Living in times of global interactions, we are rarely out of some choice-making process - considering options, analyzing models, planning win-win strategies, exploring proven patterns…just to find out that by the time this is finished, there is just "around the corner"
a by-product, simply waiting to be decided.
Are we modern decision kings, or is decision a king, that is controlling us to the game?!
The belief that we are the kings of decisions is unquestioned by any modern rationale, but some unusual past examples can reduce this belief to a myth. Such sample that rocked the lives and souls of millions is the mysterious decision-making procedure, which Bulgarian king Boris I underwent in 865.
(C. Mango, Art of the Byzantine Empire, 1986,as told earlier by Theophanes Continuatus)
It relates a decision of magnanimous proportions, but of seemingly effortless nature.
The story opens in a descriptive register punctuated with a passionate ton of experience:
"The Bulgarian ruler Boris, who was consumed by a great passion for hunting, wished to represent subjects of that kind in one of the palaces that he used frequently, so that he might enjoy the sight by day and night."
The king’s motivation point - to have a visual enjoyment sight brings a reasonable decision target in focus besides revealing the high cultural standards of the Court – it will be explored "by day and night".
Having identified the objective, the king’s second step was to introduce immediate action plan – an essential decision tactics, which believes that long thinking kills action. Just do it!
And he did it in style!
"Seized by this desire, he summoned one of our Roman monks, a painter named Methodius, and when the latter came into his presence, he commanded him (through some divine inspiration) to paint not killing of men in battle or the slaughter of wild beasts, but anything he might wish, on condition that the sight of the painting would induce fear and amazement in its spectator."
The third step opens a vista into the deep structure of the decision-making process, identified by the classical thinkers with the "Muses", today - a challenging psychological conception, here – simply marked as "some divine inspiration".
The forth step confirms its special nature by having all available target options cancelled – neither men in battle, nor slaughtered wild beasts should find place in the representation,
thus effectively closing an old and turning a new page in cultural history.
Against the silent empty space, the fifth decision-making step bursts like Beethoven’s Fifth Symphony opening – "fear and amazement" is the destined duo that is knocking on the page to take its profound intangible place.
A high drama is set up - the ego is deprived from its familiar winning visions, instead, the most uncomfortable spiritual foundation – fear is sought for, while the most elusive emotional pinnacle – amazement, is demanded as a partner! These are the new players of the decision game and they loom high and stunning in the call of the most powerful man.

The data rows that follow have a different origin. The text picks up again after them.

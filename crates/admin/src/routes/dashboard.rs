//! Dashboard route handler.

use askama::Template;
use askama_web::WebTemplate;
use axum::{extract::State, response::IntoResponse};
use cafe_core::{Order, OrderCounts, OrderLedger, OrderStatus, PopularItem};
use chrono::Local;
use tracing::instrument;

use crate::{
    components::SelectOption,
    filters::{self, clock_time},
    state::AppState,
};

use super::PageChrome;

/// Number of entries in the popular items card.
const POPULAR_ITEMS_LIMIT: usize = 5;

/// Order row for the recent orders table.
#[derive(Debug, Clone)]
pub struct RecentOrderView {
    pub id: String,
    pub customer: String,
    pub items: String,
    pub total: String,
    pub status: String,
    pub status_label: String,
    pub status_class: String,
    pub time: String,
    pub status_options: Vec<SelectOption>,
}

impl From<&Order> for RecentOrderView {
    fn from(order: &Order) -> Self {
        let status_class = match order.status {
            OrderStatus::Pending => "badge-pending",
            OrderStatus::Completed => "badge-completed",
            OrderStatus::Cancelled => "badge-cancelled",
        };

        Self {
            id: order.id.to_string(),
            customer: order.customer.clone(),
            items: order.items.join(", "),
            total: order.total.display(),
            status: order.status.as_str().to_string(),
            status_label: order.status.label().to_string(),
            status_class: status_class.to_string(),
            time: clock_time(&order.created_at.with_timezone(&Local)),
            status_options: SelectOption::statuses(order.status),
        }
    }
}

/// Summary card figures.
#[derive(Debug, Clone, Copy, Default)]
pub struct DashboardMetrics {
    pub pending: usize,
    pub completed: usize,
    pub cancelled: usize,
    pub total: usize,
}

impl From<OrderCounts> for DashboardMetrics {
    fn from(counts: OrderCounts) -> Self {
        Self {
            pending: counts.pending,
            completed: counts.completed,
            cancelled: counts.cancelled,
            total: counts.total(),
        }
    }
}

/// Dashboard page template.
#[derive(Template, WebTemplate)]
#[template(path = "dashboard.html")]
pub struct DashboardTemplate {
    pub chrome: PageChrome,
    pub metrics: DashboardMetrics,
    pub recent_orders: Vec<RecentOrderView>,
    pub popular_items: Vec<PopularItem>,
}

/// Orders newest first. The ledger itself keeps insertion order.
fn recent_orders(ledger: &OrderLedger) -> Vec<RecentOrderView> {
    let mut orders: Vec<&Order> = ledger.list_orders().iter().collect();
    orders.sort_by(|a, b| b.created_at.cmp(&a.created_at));
    orders.into_iter().map(RecentOrderView::from).collect()
}

/// Dashboard page handler.
#[instrument(skip(state))]
pub async fn index(State(state): State<AppState>) -> impl IntoResponse {
    let ledger = state.ledger().read().await;
    let metrics = DashboardMetrics::from(ledger.aggregate_counts());
    let recent_orders = recent_orders(&ledger);
    let popular_items = ledger.popular_items(POPULAR_ITEMS_LIMIT);
    drop(ledger);

    DashboardTemplate {
        chrome: PageChrome::new(&state, "/"),
        metrics,
        recent_orders,
        popular_items,
    }
}
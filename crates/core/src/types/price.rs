//! Type-safe price representation using decimal arithmetic.

use core::fmt;

use rust_decimal::Decimal;
use serde::{Deserialize, Serialize};

/// A price in dollars.
#[derive(Debug, Clone, Copy, PartialEq, Eq, Serialize, Deserialize)]
pub struct Price {
    /// Amount in dollars, not cents.
    pub amount: Decimal,
}

impl Price {
    /// Create a new price.
    #[must_use]
    pub const fn new(amount: Decimal) -> Self {
        Self { amount }
    }

    /// Create a price from an amount in cents.
    ///
    /// ```
    /// use cafe_core::Price;
    ///
    /// assert_eq!(Price::from_cents(450).display(), "$4.50");
    /// ```
    #[must_use]
    pub fn from_cents(cents: i64) -> Self {
        Self::new(Decimal::new(cents, 2))
    }

    /// Whether the amount is strictly greater than zero.
    #[must_use]
    pub fn is_positive(&self) -> bool {
        self.amount > Decimal::ZERO
    }

    /// Whether the amount is below zero.
    #[must_use]
    pub fn is_negative(&self) -> bool {
        self.amount < Decimal::ZERO
    }

    /// Format for display (e.g., "$19.99").
    #[must_use]
    pub fn display(&self) -> String {
        format!("${:.2}", self.amount)
    }
}

impl fmt::Display for Price {
    fn fmt(&self, f: &mut fmt::Formatter<'_>) -> fmt::Result {
        f.write_str(&self.display())
    }
}

#[cfg(test)]
mod tests {
    use super::*;

    #[test]
    fn test_display_pads_to_two_places() {
        assert_eq!(Price::new(Decimal::new(45, 1)).display(), "$4.50");
        assert_eq!(Price::from_cents(1275).display(), "$12.75");
        assert_eq!(Price::new(Decimal::from(3)).to_string(), "$3.00");
    }

    #[test]
    fn test_sign_checks() {
        assert!(Price::from_cents(1).is_positive());
        assert!(!Price::from_cents(0).is_positive());
        assert!(!Price::from_cents(0).is_negative());
        assert!(Price::from_cents(-1).is_negative());
    }
}
//! Options for `<select>` elements.

use cafe_core::{MenuCategory, OrderStatus};

/// Option for a select element.
#[derive(Debug, Clone, PartialEq, Eq)]
pub struct SelectOption {
    /// Submitted value.
    pub value: String,
    /// Display label.
    pub label: String,
    /// Whether the option is preselected.
    pub selected: bool,
}

impl SelectOption {
    #[must_use]
    pub fn new(value: &str, label: &str, selected: bool) -> Self {
        Self {
            value: value.to_string(),
            label: label.to_string(),
            selected,
        }
    }

    /// One option per order status, with `current` preselected.
    #[must_use]
    pub fn statuses(current: OrderStatus) -> Vec<Self> {
        OrderStatus::ALL
            .iter()
            .map(|status| Self::new(status.as_str(), status.label(), *status == current))
            .collect()
    }

    /// One option per menu category, preselecting the one matching `current`
    /// case-insensitively.
    #[must_use]
    pub fn categories(current: &str) -> Vec<Self> {
        let current = current.trim();
        MenuCategory::ALL
            .iter()
            .map(|category| {
                Self::new(
                    category.as_str(),
                    category.as_str(),
                    category.as_str().eq_ignore_ascii_case(current),
                )
            })
            .collect()
    }
}
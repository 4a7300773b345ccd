//! Menu categories and the category selector used by the menu filter.

use core::fmt;

use serde::{Deserialize, Serialize};

/// Category a menu item is listed under.
///
/// Parsing is case-insensitive, so `"beverages"` and `"Beverages"` name the
/// same category. New categories are added as variants here.
#[derive(Debug, Clone, Copy, PartialEq, Eq, Hash, Serialize, Deserialize)]
pub enum MenuCategory {
    Beverages,
    Pastry,
    Breakfast,
    Dessert,
}

impl MenuCategory {
    /// All categories in tab order.
    pub const ALL: [Self; 4] = [
        Self::Beverages,
        Self::Pastry,
        Self::Breakfast,
        Self::Dessert,
    ];

    /// Display name as stored on items.
    #[must_use]
    pub const fn as_str(&self) -> &'static str {
        match self {
            Self::Beverages => "Beverages",
            Self::Pastry => "Pastry",
            Self::Breakfast => "Breakfast",
            Self::Dessert => "Dessert",
        }
    }

    /// Lowercase key used in URLs and tab selectors.
    #[must_use]
    pub const fn slug(&self) -> &'static str {
        match self {
            Self::Beverages => "beverages",
            Self::Pastry => "pastry",
            Self::Breakfast => "breakfast",
            Self::Dessert => "dessert",
        }
    }

    /// Look up a category by name, ignoring case and surrounding whitespace.
    #[must_use]
    pub fn parse(name: &str) -> Option<Self> {
        let name = name.trim();
        Self::ALL
            .into_iter()
            .find(|c| c.as_str().eq_ignore_ascii_case(name))
    }
}

impl fmt::Display for MenuCategory {
    fn fmt(&self, f: &mut fmt::Formatter<'_>) -> fmt::Result {
        f.write_str(self.as_str())
    }
}

/// Category selector for [`MenuCatalog::filtered_items`](crate::MenuCatalog::filtered_items).
///
/// `"all"` (any case) or an empty selector disables category filtering; any
/// other value keeps items whose category name matches it case-insensitively.
/// A value naming no known category matches nothing.
#[derive(Debug, Clone, PartialEq, Eq, Default)]
pub enum CategoryFilter {
    #[default]
    All,
    Named(String),
}

impl CategoryFilter {
    /// Selector value meaning "every category".
    pub const ALL_KEY: &'static str = "all";

    /// Build a selector from user input.
    #[must_use]
    pub fn parse(selector: &str) -> Self {
        let selector = selector.trim();
        if selector.is_empty() || selector.eq_ignore_ascii_case(Self::ALL_KEY) {
            Self::All
        } else {
            Self::Named(selector.to_lowercase())
        }
    }

    /// Whether an item in `category` passes this selector.
    #[must_use]
    pub fn matches(&self, category: MenuCategory) -> bool {
        match self {
            Self::All => true,
            Self::Named(name) => category.as_str().eq_ignore_ascii_case(name),
        }
    }

    /// Lowercase key for tab highlighting (`all`, `beverages`, ...).
    #[must_use]
    pub fn key(&self) -> &str {
        match self {
            Self::All => Self::ALL_KEY,
            Self::Named(name) => name,
        }
    }
}

impl From<&str> for CategoryFilter {
    fn from(selector: &str) -> Self {
        Self::parse(selector)
    }
}

impl From<MenuCategory> for CategoryFilter {
    fn from(category: MenuCategory) -> Self {
        Self::Named(category.slug().to_string())
    }
}

#[cfg(test)]
mod tests {
    use super::*;

    #[test]
    fn test_parse_ignores_case() {
        assert_eq!(MenuCategory::parse("beverages"), Some(MenuCategory::Beverages));
        assert_eq!(MenuCategory::parse(" DESSERT "), Some(MenuCategory::Dessert));
        assert_eq!(MenuCategory::parse("Soup"), None);
        assert_eq!(MenuCategory::parse(""), None);
    }

    #[test]
    fn test_filter_all_matches_everything() {
        let filter = CategoryFilter::parse("ALL");
        assert_eq!(filter, CategoryFilter::All);
        for category in MenuCategory::ALL {
            assert!(filter.matches(category));
        }
        assert_eq!(CategoryFilter::parse(""), CategoryFilter::All);
    }

    #[test]
    fn test_filter_named_is_case_insensitive() {
        let filter = CategoryFilter::parse("PaStRy");
        assert!(filter.matches(MenuCategory::Pastry));
        assert!(!filter.matches(MenuCategory::Dessert));
        assert_eq!(filter.key(), "pastry");
    }

    #[test]
    fn test_filter_unknown_matches_nothing() {
        let filter = CategoryFilter::parse("soup");
        for category in MenuCategory::ALL {
            assert!(!filter.matches(category));
        }
    }
}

Now comes the reality point, when the artist acts after the given instructions. His own decision-making process is swift and strait forward in choosing the best known option,
worthy of a man in noble quest:
"The painter, who did not know of any subject more apt to inspire fear, than the Second Coming of the Lord, depicted it there with the righteous on one side receiving the reward of their labor, and the sinner on the other, reaping the fruits of their misdeeds and being harshly driven away to the punishment that had been threatened to them."
Now enters the king to unravel the destined denouement:
"When Boris had seen the finished painting, he conceived thereby the fear of God and after being instructed in the Holy mysteries, he partook of divine Baptism in the dead of night."

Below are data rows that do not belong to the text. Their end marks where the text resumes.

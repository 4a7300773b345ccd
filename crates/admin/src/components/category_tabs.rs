//! Category tab strip on the menu page.

use cafe_core::{CategoryFilter, MenuCategory};

/// One tab linking to the menu filtered by a category.
#[derive(Debug, Clone, PartialEq, Eq)]
pub struct CategoryTab {
    pub label: String,
    pub href: String,
    pub active: bool,
}

impl CategoryTab {
    /// Build the "All" tab followed by one tab per category.
    ///
    /// Each link keeps the current search query.
    #[must_use]
    pub fn build(filter: &CategoryFilter, query: &str) -> Vec<Self> {
        let all = Self {
            label: "All".to_string(),
            href: menu_href(CategoryFilter::ALL_KEY, query),
            active: matches!(filter, CategoryFilter::All),
        };

        std::iter::once(all)
            .chain(MenuCategory::ALL.iter().map(|category| Self {
                label: category.as_str().to_string(),
                href: menu_href(category.slug(), query),
                active: filter.key() == category.slug(),
            }))
            .collect()
    }
}

fn menu_href(category: &str, query: &str) -> String {
    if query.is_empty() {
        format!("/menu?category={category}")
    } else {
        format!(
            "/menu?category={category}&query={}",
            urlencoding::encode(query)
        )
    }
}
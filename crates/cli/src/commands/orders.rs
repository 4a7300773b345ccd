//! Order statistics.

use std::path::Path;

use tracing::info;

use super::load_cores;

const POPULAR_ITEMS_LIMIT: usize = 5;

/// Log status counts and the most popular line items.
///
/// # Errors
///
/// Returns an error if the seed cannot be loaded.
pub async fn stats(seed: Option<&Path>) -> Result<(), Box<dyn std::error::Error>> {
    let (ledger, _) = load_cores(seed).await?;
    let counts = ledger.aggregate_counts();

    info!(
        pending = counts.pending,
        completed = counts.completed,
        cancelled = counts.cancelled,
        total = counts.total(),
        "Order counts"
    );
    for item in ledger.popular_items(POPULAR_ITEMS_LIMIT) {
        info!(orders = item.orders, "{}", item.name);
    }
    Ok(())
}
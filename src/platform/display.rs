// Preview rendering
// Drawing and window display live outside this crate; a renderer receives the
// frame plus overlay primitives and may report that the user asked to quit.

use crate::core::overlay::Overlay;
use crate::models::capture::CapturedFrame;
use crate::models::control::ControlResult;

#[derive(Debug, Clone, Copy, Default, PartialEq, Eq)]
pub struct RenderFeedback {
    /// The user asked to stop (e.g. pressed `q` in the preview window)
    pub quit_requested: bool,
}

pub trait FrameRenderer {
    fn render(&mut self, frame: &CapturedFrame, overlays: &[Overlay]) -> ControlResult<RenderFeedback>;
}

/// Draws nothing
#[derive(Debug, Default)]
pub struct NullRenderer;

impl FrameRenderer for NullRenderer {
    fn render(&mut self, _frame: &CapturedFrame, _overlays: &[Overlay]) -> ControlResult<RenderFeedback> {
        Ok(RenderFeedback::default())
    }
}

/// Logs each overlay at trace level instead of drawing
#[derive(Debug, Default)]
pub struct LogRenderer {
    frames: u64,
}

impl FrameRenderer for LogRenderer {
    fn render(&mut self, frame: &CapturedFrame, overlays: &[Overlay]) -> ControlResult<RenderFeedback> {
        self.frames += 1;
        tracing::trace!(
            frame = self.frames,
            timestamp = frame.timestamp,
            overlays = overlays.len(),
            "render"
        );
        for overlay in overlays {
            if let Overlay::Text { text, .. } = overlay {
                tracing::trace!(%text, "overlay text");
            }
        }
        Ok(RenderFeedback::default())
    }
}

The call of the king has been answered: the new players have sealed the game with an instant effect – instruction and baptism! It is a rare glimpse into the reality of a concept as subtle as the aesthetic catharsis, here so powerful as to move history. A sample about art as a decision making force, or to be more precise, when art became the king of a king.
This 9th century decision-making procedure captures the imagination not only with its swift and unexpected action turns, but also with its unparalleled intensity and scope.

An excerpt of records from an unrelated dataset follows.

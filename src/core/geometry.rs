// Per-frame hand geometry: bounding box, finger extension, landmark distance.
// Everything here looks at the current frame only; there is no history and no
// hysteresis, so a tip level with its joint can flicker between frames.

use crate::models::control::{ControlError, ControlResult};
use crate::models::hand::{
    BoundingBox, Finger, FingerStates, Landmark, LandmarkFrame, PixelPoint, Segment,
};

/// Min/max over every landmark, or `None` when there are no landmarks
pub fn bounding_box(landmarks: &[Landmark]) -> Option<BoundingBox> {
    let first = landmarks.first()?;
    let init = BoundingBox {
        x_min: first.x,
        y_min: first.y,
        x_max: first.x,
        y_max: first.y,
    };

    Some(landmarks.iter().skip(1).fold(init, |bbox, lm| BoundingBox {
        x_min: bbox.x_min.min(lm.x),
        y_min: bbox.y_min.min(lm.y),
        x_max: bbox.x_max.max(lm.x),
        y_max: bbox.y_max.max(lm.y),
    }))
}

/// Classify each finger as extended or retracted.
///
/// The thumb compares x (tip right of its IP joint) and only holds for one hand
/// orientation facing the camera; it flips for the other hand or a rotated
/// wrist. The other four fingers compare y: extended when the tip is above its
/// PIP joint, with y growing downward.
pub fn finger_states(frame: &LandmarkFrame) -> FingerStates {
    let mut flags = [false; 5];
    for (slot, finger) in Finger::ALL.iter().enumerate() {
        let tip = frame.get(finger.tip());
        let joint = frame.get(finger.reference_joint());
        flags[slot] = match finger {
            Finger::Thumb => tip.x > joint.x,
            _ => tip.y < joint.y,
        };
    }
    FingerStates::new(flags)
}

/// Euclidean pixel distance between two landmarks, with the segment endpoints
/// and its midpoint (integer halves) for drawing
pub fn distance(frame: &LandmarkFrame, id_a: usize, id_b: usize) -> ControlResult<Segment> {
    let a = frame
        .by_id(id_a)
        .ok_or(ControlError::LandmarkOutOfRange(id_a))?;
    let b = frame
        .by_id(id_b)
        .ok_or(ControlError::LandmarkOutOfRange(id_b))?;

    Ok(segment_between(a.point(), b.point()))
}

pub fn segment_between(start: PixelPoint, end: PixelPoint) -> Segment {
    // widened so points anywhere in i32 cannot overflow
    let dx = (end.x as i64 - start.x as i64) as f64;
    let dy = (end.y as i64 - start.y as i64) as f64;
    Segment {
        length: dx.hypot(dy),
        start,
        end,
        midpoint: PixelPoint::new(midpoint(start.x, end.x), midpoint(start.y, end.y)),
    }
}

fn midpoint(a: i32, b: i32) -> i32 {
    // the floored mean of two i32 values always fits in i32
    (a as i64 + b as i64).div_euclid(2) as i32
}

#[cfg(test)]
mod tests {
    use super::*;
    use crate::models::hand::{HandLandmark, HAND_LANDMARK_COUNT};
    use proptest::prelude::*;

    /// All points at (300, 300) except the ones given
    fn frame_with(overrides: &[(HandLandmark, (i32, i32))]) -> LandmarkFrame {
        let mut points = vec![(300, 300); HAND_LANDMARK_COUNT];
        for (landmark, point) in overrides {
            points[landmark.index()] = *point;
        }
        LandmarkFrame::from_points(&points).unwrap()
    }

    #[test]
    fn test_bounding_box_extents() {
        let frame = frame_with(&[
            (HandLandmark::Wrist, (120, 400)),
            (HandLandmark::ThumbTip, (80, 310)),
            (HandLandmark::MiddleFingerTip, (310, 90)),
            (HandLandmark::PinkyTip, (420, 200)),
        ]);
        let bbox = bounding_box(frame.landmarks()).unwrap();
        assert_eq!(
            bbox,
            BoundingBox {
                x_min: 80,
                y_min: 90,
                x_max: 420,
                y_max: 400
            }
        );
    }

    #[test]
    fn test_bounding_box_empty() {
        assert!(bounding_box(&[]).is_none());
    }

    #[test]
    fn test_index_extended_when_tip_above_pip() {
        let frame = frame_with(&[
            (HandLandmark::IndexFingerTip, (100, 100)),
            (HandLandmark::IndexFingerPip, (100, 150)),
        ]);
        assert!(finger_states(&frame).is_extended(Finger::Index));

        let frame = frame_with(&[
            (HandLandmark::IndexFingerTip, (100, 150)),
            (HandLandmark::IndexFingerPip, (100, 100)),
        ]);
        assert!(!finger_states(&frame).is_extended(Finger::Index));
    }

    #[test]
    fn test_thumb_uses_horizontal_comparison() {
        let frame = frame_with(&[
            (HandLandmark::ThumbTip, (200, 300)),
            (HandLandmark::ThumbIp, (150, 300)),
        ]);
        assert!(finger_states(&frame).is_extended(Finger::Thumb));

        let frame = frame_with(&[
            (HandLandmark::ThumbTip, (150, 300)),
            (HandLandmark::ThumbIp, (200, 300)),
        ]);
        assert!(!finger_states(&frame).is_extended(Finger::Thumb));
    }

    #[test]
    fn test_level_tip_is_retracted() {
        let frame = frame_with(&[]);
        assert_eq!(finger_states(&frame).as_array(), [false; 5]);
    }

    #[test]
    fn test_distance_three_four_five() {
        let frame = frame_with(&[
            (HandLandmark::IndexFingerTip, (0, 0)),
            (HandLandmark::MiddleFingerTip, (3, 4)),
        ]);
        let segment = distance(&frame, 8, 12).unwrap();
        assert_eq!(segment.length, 5.0);
        assert_eq!(segment.start, PixelPoint::new(0, 0));
        assert_eq!(segment.end, PixelPoint::new(3, 4));
        assert_eq!(segment.midpoint, PixelPoint::new(1, 2));
    }

    #[test]
    fn test_segment_at_coordinate_extremes() {
        let segment = segment_between(PixelPoint::new(i32::MIN, 0), PixelPoint::new(i32::MAX, 0));
        assert_eq!(segment.length, u32::MAX as f64);
        assert_eq!(segment.midpoint, PixelPoint::new(-1, 0));

        let segment = segment_between(PixelPoint::new(-3, -3), PixelPoint::new(0, 0));
        assert_eq!(segment.midpoint, PixelPoint::new(-2, -2));
    }

    #[test]
    fn test_distance_rejects_unknown_id() {
        let frame = frame_with(&[]);
        match distance(&frame, 8, 21) {
            Err(ControlError::LandmarkOutOfRange(id)) => assert_eq!(id, 21),
            other => panic!("expected out of range, got {:?}", other),
        }
    }

    proptest! {
        #[test]
        fn prop_finger_states_cover_five_fingers(
            points in prop::collection::vec((0i32..640, 0i32..480), HAND_LANDMARK_COUNT)
        ) {
            let frame = LandmarkFrame::from_points(&points).unwrap();
            let states = finger_states(&frame);
            prop_assert_eq!(states.as_array().len(), 5);
            prop_assert_eq!(states.is_extended(Finger::Index), points[8].1 < points[6].1);
            prop_assert_eq!(states.is_extended(Finger::Thumb), points[4].0 > points[3].0);
        }

        #[test]
        fn prop_bounding_box_contains_every_landmark(
            points in prop::collection::vec((-50i32..700, -50i32..500), HAND_LANDMARK_COUNT)
        ) {
            let frame = LandmarkFrame::from_points(&points).unwrap();
            let bbox = bounding_box(frame.landmarks()).unwrap();
            for lm in frame.landmarks() {
                prop_assert!(bbox.contains(lm.point()));
            }
        }
    }
}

Indeed, this personal act of radical change was followed by the Christianization of the entire Bulgarian nation. But to move art from the wall onto the street proved a dramatic act. The king who did not want to see bloodshed in a picture, actually had it on the streets in order to achieve the effect of the picture in massive, when some of the leading figures refused to be impressed!
At the same time he brought to them the Lord’s word in pure Bulgarian, delivered in a script devised especially for this language and for the new religion, an unparalleled historic phenomenon!
He welcomed Orthodox scholars and writers, sponsored a massive educational programme with extraordinary book production, constructions of churches and monasteries and converted his nation from Tangra worshipers into the leading mind of the Slavonic peoples.
But – that was not all. The grand finale was jet to come.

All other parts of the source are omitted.